Task requirements
Looking at the records below, please say how many lines contain the word "from", as a bare number.

Extracted records START

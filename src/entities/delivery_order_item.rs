use chrono::{DateTime, Utc};
use sea_orm::entity::prelude::*;
use serde::{Deserialize, Serialize};
use uuid::Uuid;

#[derive(Clone, Debug, PartialEq, Eq, DeriveEntityModel, Serialize, Deserialize)]
#[sea_orm(table_name = "delivery_order_items")]
pub struct Model {
    #[sea_orm(primary_key, auto_increment = false)]
    pub id: Uuid,
    pub delivery_order_id: Uuid,
    pub product_id: Uuid,
    pub position: i32,
    pub quantity: i32,
    pub picked_quantity: i32,
    pub packed_quantity: i32,
    pub created_at: DateTime<Utc>,
    pub updated_at: DateTime<Utc>,
}

#[derive(Copy, Clone, Debug, EnumIter, DeriveRelation)]
pub enum Relation {
    #[sea_orm(
        belongs_to = "super::delivery_order::Entity",
        from = "Column::DeliveryOrderId",
        to = "super::delivery_order::Column::Id",
        on_delete = "Cascade"
    )]
    DeliveryOrder,
}

impl Related<super::delivery_order::Entity> for Entity {
    fn to() -> RelationDef {
        Relation::DeliveryOrder.def()
    }
}

impl ActiveModelBehavior for ActiveModel {}
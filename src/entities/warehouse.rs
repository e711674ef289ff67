use chrono::{DateTime, Utc};
use sea_orm::entity::prelude::*;
use serde::{Deserialize, Serialize};
use uuid::Uuid;

/// Physical stock location. Warehouses are soft-deleted via `is_active`.
#[derive(Clone, Debug, PartialEq, Eq, DeriveEntityModel, Serialize, Deserialize)]
#[sea_orm(table_name = "warehouses")]
pub struct Model {
    #[sea_orm(primary_key, auto_increment = false)]
    pub id: Uuid,
    pub name: String,
    #[sea_orm(nullable)]
    pub location: Option<String>,
    pub is_active: bool,
    pub created_at: DateTime<Utc>,
    pub updated_at: DateTime<Utc>,
}

#[derive(Copy, Clone, Debug, EnumIter, DeriveRelation)]
pub enum Relation {
    #[sea_orm(has_many = "super::stock_level::Entity")]
    StockLevels,
}

impl Related<super::stock_level::Entity> for Entity {
    fn to() -> RelationDef {
        Relation::StockLevels.def()
    }
}

impl ActiveModelBehavior for ActiveModel {}
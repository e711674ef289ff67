// Shared stock primitives
pub mod document_number;
pub mod stock_movement;

// Movement documents
pub mod delivery_orders;
pub mod internal_transfers;
pub mod receipts;
pub mod stock_adjustments;

// Catalog and read side
pub mod audit_ledger;
pub mod catalog;
pub mod stock_levels;

use validator::Validate;

use crate::errors::ServiceError;

/// Validates every line of a document input.
pub(crate) fn validate_lines<T: Validate>(lines: &[T]) -> Result<(), ServiceError> {
    for (index, line) in lines.iter().enumerate() {
        line.validate().map_err(|e| {
            ServiceError::ValidationError(format!("Item {}: {}", index + 1, e))
        })?;
    }
    Ok(())
}

/// Counts stock shortfalls per operation before passing the error on.
pub(crate) fn track_shortfall(operation: &'static str) -> impl Fn(ServiceError) -> ServiceError {
    move |err| {
        if matches!(err, ServiceError::InsufficientStock(_)) {
            crate::metrics::record_insufficient(operation);
        }
        err
    }
}
impl DeliveryOrderService {
    pub fn new(db_pool: Arc<DatabaseConnection>, event_sender: Arc<EventSender>) -> Self {
        Self {
            db_pool,
            event_sender,
        }
    }

    /// Creates the order and reserves stock for every line in one transaction.
    #[instrument(skip(self, input), fields(warehouse_id = %input.warehouse_id))]
    pub async fn create(
        &self,
        input: CreateDeliveryOrderInput,
        user_id: Uuid,
    ) -> Result<DeliveryOrderWithItems, ServiceError> {
        input.validate()?;
        validate_lines(&input.items)?;

        let txn = self.db_pool.begin().await?;
        require_active_warehouse(&txn, input.warehouse_id).await?;

        let now = Utc::now();
        let order = delivery_order::ActiveModel {
            id: Set(Uuid::new_v4()),
            order_number: Set(document_number::generate(DocumentPrefix::DeliveryOrder)),
            warehouse_id: Set(input.warehouse_id),
            customer: Set(input.customer),
            scheduled_date: Set(input.scheduled_date),
            status: Set(DeliveryStatus::Draft),
            created_by: Set(user_id),
            validated_by: Set(None),
            validated_at: Set(None),
            shipped_date: Set(None),
            notes: Set(input.notes),
            created_at: Set(now),
            updated_at: Set(now),
        }
        .insert(&txn)
        .await?;

        let items = reserve_and_insert(&txn, &order, &input.items).await?;
        txn.commit().await?;

        let reserved_units: i64 = items.iter().map(|i| i64::from(i.quantity)).sum();
        info!(
            order_id = %order.id,
            document_number = %order.order_number,
            reserved_units,
            "Delivery order created"
        );
        self.event_sender
            .send_or_log(Event::DeliveryOrderCreated {
                order_id: order.id,
                order_number: order.order_number.clone(),
                warehouse_id: order.warehouse_id,
                reserved_units,
            });

        Ok(DeliveryOrderWithItems { order, items })
    }

    #[instrument(skip(self, input))]
    pub async fn update(
        &self,
        id: Uuid,
        input: UpdateDeliveryOrderInput,
    ) -> Result<DeliveryOrderWithItems, ServiceError> {
        input.validate()?;
        if let Some(items) = &input.items {
            validate_lines(items)?;
        }

        let txn = self.db_pool.begin().await?;
        let order = lock_order(&txn, id).await?;
        if order.status != DeliveryStatus::Draft {
            return Err(ServiceError::invalid_transition(
                DOCUMENT,
                &order.order_number,
                "update",
                order.status,
            ));
        }

        let mut active: delivery_order::ActiveModel = order.into();
        if let Some(customer) = input.customer {
            active.customer = Set(Some(customer));
        }
        if let Some(scheduled_date) = input.scheduled_date {
            active.scheduled_date = Set(Some(scheduled_date));
        }
        if let Some(notes) = input.notes {
            active.notes = Set(Some(notes));
        }
        active.updated_at = Set(Utc::now());
        let order = active.update(&txn).await?;

        let items = match input.items {
            Some(new_items) => {
                for old in load_items(&txn, id).await? {
                    stock_movement::release(&txn, old.product_id, order.warehouse_id, old.quantity)
                        .await?;
                }
                DeliveryOrderItem::delete_many()
                    .filter(delivery_order_item::Column::DeliveryOrderId.eq(id))
                    .exec(&txn)
                    .await?;
                reserve_and_insert(&txn, &order, &new_items).await?
            }
            None => load_items(&txn, id).await?,
        };
        txn.commit().await?;

        info!(document_number = %order.order_number, "Delivery order updated");
        Ok(DeliveryOrderWithItems { order, items })
    }

    /// Records picked quantities. Only DRAFT orders can be picked.
    #[instrument(skip(self, lines))]
    pub async fn pick_items(
        &self,
        id: Uuid,
        lines: Vec<PickLine>,
    ) -> Result<DeliveryOrderWithItems, ServiceError> {
        validate_lines(&lines)?;

        let txn = self.db_pool.begin().await?;
        let order = lock_order(&txn, id).await?;
        if order.status != DeliveryStatus::Draft {
            return Err(ServiceError::invalid_transition(
                DOCUMENT,
                &order.order_number,
                "pick items of",
                order.status,
            ));
        }

        let mut items = load_items(&txn, id).await?;
        for line in &lines {
            let item = find_item(&mut items, line.item_id)?;
            if line.picked_quantity > item.quantity {
                return Err(ServiceError::BadRequest(format!(
                    "Picked quantity {} exceeds ordered quantity {}",
                    line.picked_quantity, item.quantity
                )));
            }
            if line.picked_quantity < item.packed_quantity {
                return Err(ServiceError::BadRequest(format!(
                    "Picked quantity {} is below already packed quantity {}",
                    line.picked_quantity, item.packed_quantity
                )));
            }
            item.picked_quantity = line.picked_quantity;
            let mut active: delivery_order_item::ActiveModel = item.clone().into();
            active.picked_quantity = Set(line.picked_quantity);
            active.updated_at = Set(Utc::now());
            active.update(&txn).await?;
        }

        let order = apply_derived_status(&txn, order, &items).await?;
        txn.commit().await?;

        info!(document_number = %order.order_number, status = %order.status, "Items picked");
        Ok(DeliveryOrderWithItems { order, items })
    }

    /// Records packed quantities. Allowed while DRAFT or PICKING.
    #[instrument(skip(self, lines))]
    pub async fn pack_items(
        &self,
        id: Uuid,
        lines: Vec<PackLine>,
    ) -> Result<DeliveryOrderWithItems, ServiceError> {
        validate_lines(&lines)?;

        let txn = self.db_pool.begin().await?;
        let order = lock_order(&txn, id).await?;
        if !matches!(order.status, DeliveryStatus::Draft | DeliveryStatus::Picking) {
            return Err(ServiceError::invalid_transition(
                DOCUMENT,
                &order.order_number,
                "pack items of",
                order.status,
            ));
        }

        let mut items = load_items(&txn, id).await?;
        for line in &lines {
            let item = find_item(&mut items, line.item_id)?;
            if line.packed_quantity > item.picked_quantity {
                return Err(ServiceError::BadRequest(format!(
                    "Packed quantity {} exceeds picked quantity {}",
                    line.packed_quantity, item.picked_quantity
                )));
            }
            item.packed_quantity = line.packed_quantity;
            let mut active: delivery_order_item::ActiveModel = item.clone().into();
            active.packed_quantity = Set(line.packed_quantity);
            active.updated_at = Set(Utc::now());
            active.update(&txn).await?;
        }

        let order = apply_derived_status(&txn, order, &items).await?;
        txn.commit().await?;

        info!(document_number = %order.order_number, status = %order.status, "Items packed");
        Ok(DeliveryOrderWithItems { order, items })
    }

    /// PACKING -> READY.
    #[instrument(skip(self))]
    pub async fn mark_ready(&self, id: Uuid) -> Result<delivery_order::Model, ServiceError> {
        let txn = self.db_pool.begin().await?;
        let order = lock_order(&txn, id).await?;
        if order.status != DeliveryStatus::Packing {
            return Err(ServiceError::invalid_transition(
                DOCUMENT,
                &order.order_number,
                "mark ready",
                order.status,
            ));
        }

        let order = set_status(&txn, order, DeliveryStatus::Ready).await?;
        txn.commit().await?;

        info!(document_number = %order.order_number, "Delivery order ready");
        Ok(order)
    }

    /// Ships every line: deducts on-hand stock and consumes the reservation.
    #[instrument(skip(self))]
    pub async fn validate(
        &self,
        id: Uuid,
        user_id: Uuid,
    ) -> Result<DeliveryOrderWithItems, ServiceError> {
        let txn = self.db_pool.begin().await?;
        let order = lock_order(&txn, id).await?;
        if order.status.is_terminal() {
            return Err(ServiceError::invalid_transition(
                DOCUMENT,
                &order.order_number,
                "validate",
                order.status,
            ));
        }

        let items = load_items(&txn, id).await?;
        if items.is_empty() {
            return Err(ServiceError::BadRequest(format!(
                "Delivery order {} has no items",
                order.order_number
            )));
        }

        for item in &items {
            let change = stock_movement::ship(&txn, item.product_id, order.warehouse_id, item.quantity)
                .await
                .map_err(track_shortfall("delivery_validate"))?;

            stock_movement::record_ledger(
                &txn,
                LedgerEntry {
                    transaction_type: TransactionType::Delivery,
                    document_id: order.id,
                    document_number: &order.order_number,
                    product_id: item.product_id,
                    warehouse_id: order.warehouse_id,
                    change,
                    user_id,
                    metadata: Some(json!({
                        "item_id": item.id,
                        "customer": order.customer,
                        "picked_quantity": item.picked_quantity,
                        "packed_quantity": item.packed_quantity,
                    })),
                },
            )
            .await?;
        }

        let now = Utc::now();
        let mut active: delivery_order::ActiveModel = order.into();
        active.status = Set(DeliveryStatus::Done);
        active.validated_by = Set(Some(user_id));
        active.validated_at = Set(Some(now));
        active.shipped_date = Set(Some(now));
        active.updated_at = Set(now);
        let order = active.update(&txn).await?;

        txn.commit().await?;
        metrics::record_validated(METRIC_LABEL);

        info!(
            document_number = %order.order_number,
            warehouse_id = %order.warehouse_id,
            items = items.len(),
            "Delivery order validated"
        );
        self.event_sender
            .send_or_log(Event::DeliveryOrderValidated {
                order_id: order.id,
                order_number: order.order_number.clone(),
                warehouse_id: order.warehouse_id,
                product_ids: items.iter().map(|i| i.product_id).collect(),
                validated_at: now,
            });

        Ok(DeliveryOrderWithItems { order, items })
    }

    /// Cancels the order and releases its reservations.
    #[instrument(skip(self))]
    pub async fn cancel(&self, id: Uuid) -> Result<delivery_order::Model, ServiceError> {
        let txn = self.db_pool.begin().await?;
        let order = lock_order(&txn, id).await?;
        if order.status.is_terminal() {
            return Err(ServiceError::invalid_transition(
                DOCUMENT,
                &order.order_number,
                "cancel",
                order.status,
            ));
        }

        let items = load_items(&txn, id).await?;
        for item in &items {
            stock_movement::release(&txn, item.product_id, order.warehouse_id, item.quantity)
                .await?;
        }

        let order = set_status(&txn, order, DeliveryStatus::Canceled).await?;
        txn.commit().await?;
        metrics::record_cancelled(METRIC_LABEL);

        let released_units: i64 = items.iter().map(|i| i64::from(i.quantity)).sum();
        info!(
            document_number = %order.order_number,
            released_units,
            "Delivery order cancelled"
        );
        self.event_sender
            .send_or_log(Event::DeliveryOrderCancelled {
                order_id: order.id,
                order_number: order.order_number.clone(),
                released_units,
            });

        Ok(order)
    }

    pub async fn get(&self, id: Uuid) -> Result<DeliveryOrderWithItems, ServiceError> {
        let db = &*self.db_pool;
        let order = DeliveryOrder::find_by_id(id)
            .one(db)
            .await?
            .ok_or_else(|| ServiceError::NotFound(format!("Delivery order {} not found", id)))?;
        let items = load_items(db, id).await?;
        Ok(DeliveryOrderWithItems { order, items })
    }

    pub async fn list(
        &self,
        status: Option<DeliveryStatus>,
    ) -> Result<Vec<delivery_order::Model>, ServiceError> {
        let mut query = DeliveryOrder::find();
        if let Some(status) = status {
            query = query.filter(delivery_order::Column::Status.eq(status));
        }
        Ok(query
            .order_by_desc(delivery_order::Column::CreatedAt)
            .all(&*self.db_pool)
            .await?)
    }
}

Extracted records END

Solution
3